Table 1. Respiratory action plan workstreams
Project Measurable benefit
1. Early supported discharge Increase in number of same-day discharges from CAU/ED. Increase in number of patients discharged within 5 days
2. Improve communication with CAU Increase in number of same day discharges from CAU/ED. Increase in number of patients discharged within 5 days
3. Referral to the IRT from primary and secondary care for IRT review Increase in the number of respiratory patients discharged home with support from the IRT team. Increase in the number of appropriate referrals to the community IRT team
4. Admission avoidance service Admission avoidance rates.
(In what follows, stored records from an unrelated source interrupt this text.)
use chrono::{Local, NaiveDate};
use serde::{Serialize, Serializer};
use std::fmt;

/// One `VEVENT` as the calendar grammar hands it over, escapes and all.
#[derive(Debug, Clone, Default, PartialEq, Eq)]
pub struct RawEvent {
    pub start: Option<String>,
    pub summary: Option<String>,
    pub location: Option<String>,
    pub description: Option<String>,
}

#[derive(Serialize, Debug, Clone, Copy, PartialEq, Eq, Hash)]
#[serde(rename_all = "lowercase")]
pub enum Role {
    Speaker,
    Host,
    Booth,
    Attendee,
}

impl Role {
    pub const ALL: [Role; 4] = [Role::Speaker, Role::Host, Role::Booth, Role::Attendee];

    pub fn parse(value: &str) -> Option<Role> {
        match value {
            "speaker" => Some(Role::Speaker),
            "host" => Some(Role::Host),
            "booth" => Some(Role::Booth),
            "attendee" => Some(Role::Attendee),
            _ => None,
        }
    }

    pub fn as_str(&self) -> &'static str {
        match self {
            Role::Speaker => "speaker",
            Role::Host => "host",
            Role::Booth => "booth",
            Role::Attendee => "attendee",
        }
    }

    pub fn heading(&self) -> &'static str {
        match self {
            Role::Speaker => "Speaking",
            Role::Host => "Hosting",
            Role::Booth => "At a booth",
            Role::Attendee => "Attending",
        }
    }
}

impl fmt::Display for Role {
    fn fmt(&self, f: &mut fmt::Formatter<'_>) -> fmt::Result {
        f.write_str(self.as_str())
    }
}

/// The `type` of an event. Anything the feed sends that isn't a known kind
/// is carried as-is; an absent type is `Other("")`.
#[derive(Debug, Clone, PartialEq, Eq, Hash)]
pub enum EventKind {
    Conference,
    Meetup,
    Other(String),
}

impl EventKind {
    pub fn from_text(value: &str) -> EventKind {
        match value {
            "conference" => EventKind::Conference,
            "meetup" => EventKind::Meetup,
            other => EventKind::Other(other.to_string()),
        }
    }

    pub fn as_str(&self) -> &str {
        match self {
            EventKind::Conference => "conference",
            EventKind::Meetup => "meetup",
            EventKind::Other(other) => other,
        }
    }
}

impl Serialize for EventKind {
    fn serialize<S: Serializer>(&self, serializer: S) -> Result<S::Ok, S::Error> {
        serializer.serialize_str(self.as_str())
    }
}

/// An eight digit `YYYYMMDD` key. Text order equals date order.
#[derive(Serialize, Debug, Clone, PartialEq, Eq, PartialOrd, Ord, Hash)]
#[serde(transparent)]
pub struct DateKey(String);

impl DateKey {
    pub fn parse(value: &str) -> Option<DateKey> {
        if value.len() == 8 && value.bytes().all(|b| b.is_ascii_digit()) {
            Some(DateKey(value.to_string()))
        } else {
            None
        }
    }

    pub fn from_date(date: NaiveDate) -> DateKey {
        DateKey(date.format("%Y%m%d").to_string())
    }

    pub fn today() -> DateKey {
        DateKey::from_date(Local::now().date_naive())
    }

    pub fn as_str(&self) -> &str {
        &self.0
    }

    pub fn to_date(&self) -> Option<NaiveDate> {
        NaiveDate::parse_from_str(&self.0, "%Y%m%d").ok()
    }
}

impl fmt::Display for DateKey {
    fn fmt(&self, f: &mut fmt::Formatter<'_>) -> fmt::Result {
        f.write_str(&self.0)
    }
}

#[derive(Serialize, Debug, Clone, PartialEq, Eq)]
pub struct Event {
    pub start: DateKey,
    pub name: String,
    pub location: String,
    pub role: Role,
    #[serde(rename = "type")]
    pub kind: EventKind,
}

#[derive(Serialize, Debug, Clone, Default, PartialEq, Eq)]
pub struct EventBuckets {
    speaker: Vec<Event>,
    host: Vec<Event>,
    booth: Vec<Event>,
    attendee: Vec<Event>,
}

impl EventBuckets {
    pub fn new() -> EventBuckets {
        EventBuckets::default()
    }

    pub fn bucket(&self, role: Role) -> &[Event] {
        match role {
            Role::Speaker => &self.speaker,
            Role::Host => &self.host,
            Role::Booth => &self.booth,
            Role::Attendee => &self.attendee,
        }
    }

    pub fn bucket_mut(&mut self, role: Role) -> &mut Vec<Event> {
        match role {
            Role::Speaker => &mut self.speaker,
            Role::Host => &mut self.host,
            Role::Booth => &mut self.booth,
            Role::Attendee => &mut self.attendee,
        }
    }

    pub fn push(&mut self, event: Event) {
        self.bucket_mut(event.role).push(event);
    }

    pub fn iter(&self) -> impl Iterator<Item = (Role, &[Event])> + '_ {
        Role::ALL.into_iter().map(move |role| (role, self.bucket(role)))
    }

    pub fn len(&self) -> usize {
        self.iter().map(|(_, events)| events.len()).sum()
    }

    pub fn is_empty(&self) -> bool {
        self.len() == 0
    }
}
//! Command-line interface definition.

use clap::{ArgAction, Parser};

#[derive(Debug, Parser)]
#[command(name = "eventcard")]
#[command(version, about = "Show where I'll be: talks, meetups, booths", long_about = None)]
#[command(disable_help_flag = true)]
pub struct Cli {
    /// Print the events as JSON instead of a card
    #[arg(long, short)]
    pub json: bool,

    /// Include events that already happened
    #[arg(long, short = 'h')]
    pub historical: bool,

    /// Print help
    #[arg(long, action = ArgAction::Help)]
    help: Option<bool>,
}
Attendance rates
5. Home CPAP/NIV service People who are admitted/discharged from secondary care who are using CPAP/NIV have a timely review by the IRT
6. Home oxygen service People who require home oxygen therapy will have their oxygen therapy prescribed and delivered as per guidelines. Where LTOT therapy is not being used as prescribed or there are safety issues identified oxygen therapy may be removed
7. Complex respiratory case management Increase in number of people who can be safely managed outside of the hospital setting Reduction in hospital admission and length of stay in this patient group
8. Pulmonary rehabilitation Increase in the number of patients being referred to and completing PR. Decrease in waiting time for PR
9. Outpatient specialist physiotherapist review Increase in number of people receiving specialist treatment which may result in increased care at home
10. Technology enabled care provision More efficient use of IRT time. More efficient data recording. Reduced travel time. Reduced carbon emissions/fuel consumption
11. CREWS/self-management People with COPD will be enabled to recognise early signs of exacerbation and seek earlier intervention to avoid hospital admission
12. Respiratory medicine prescribing Improve quality of guideline-based respiratory medicine prescribing. Reduction in respiratory medicine prescribing costs
13. Scottish ambulance service/out-of-hours engagement with IRT The number of patients referred to the IRT where admission to hospital is avoided
14. Stakeholder engagement Good communication between stakeholders ensures that people are aware of the IRT and what they can offer to support people living safely with respiratory conditions to be managed at home or in a homely environment
15. Patient satisfaction with IRT service Implementation of service improvement measures where needed
16. Anticipatory care planning (ACP) Increase in the number of people living with severe lung disease who are given the opportunity to discuss their ACP
17. Reduced length of stay in respiratory ward Length of stay reduction. 7 day and 28-day re-admission rate. Patient satisfaction
18. BTS/COPD/asthma and PR audit Ongoing service improvement
19. National Respiratory Health Care Action Plan National improvement work to drive local service improvement

Key: BTS=British Thoracic Society; CAU=combined assessment unit; COPD=chronic obstructive pulmonary disease; CPAP=continuous positive airway pressure; ED=emergency department; IRT=integrated respiratory team; LTOT=long-term oxygen therapy; NIV=non-invasive ventilation; PR=pulmonary rehabilitation

Investment in the IRT has certainly contributed to this success and we were continuing to explore new options of delivering technology-enabled care such as remote monitoring solutions in COPD and other respiratory conditions prior to the advent of COVID-19. The pandemic has accelerated the implementation of technology enabled care solutions. The respiratory action plan is a working document and has evolved to include innovative and safer ways of working with the advent of the SARS-CoV-2 pandemic that include wider use of teleconsultation with NHS Near Me, or telephone reviews where people do not have suitable technology, and also to protect both our patients and the IRT from the risk of contracting COVID-19.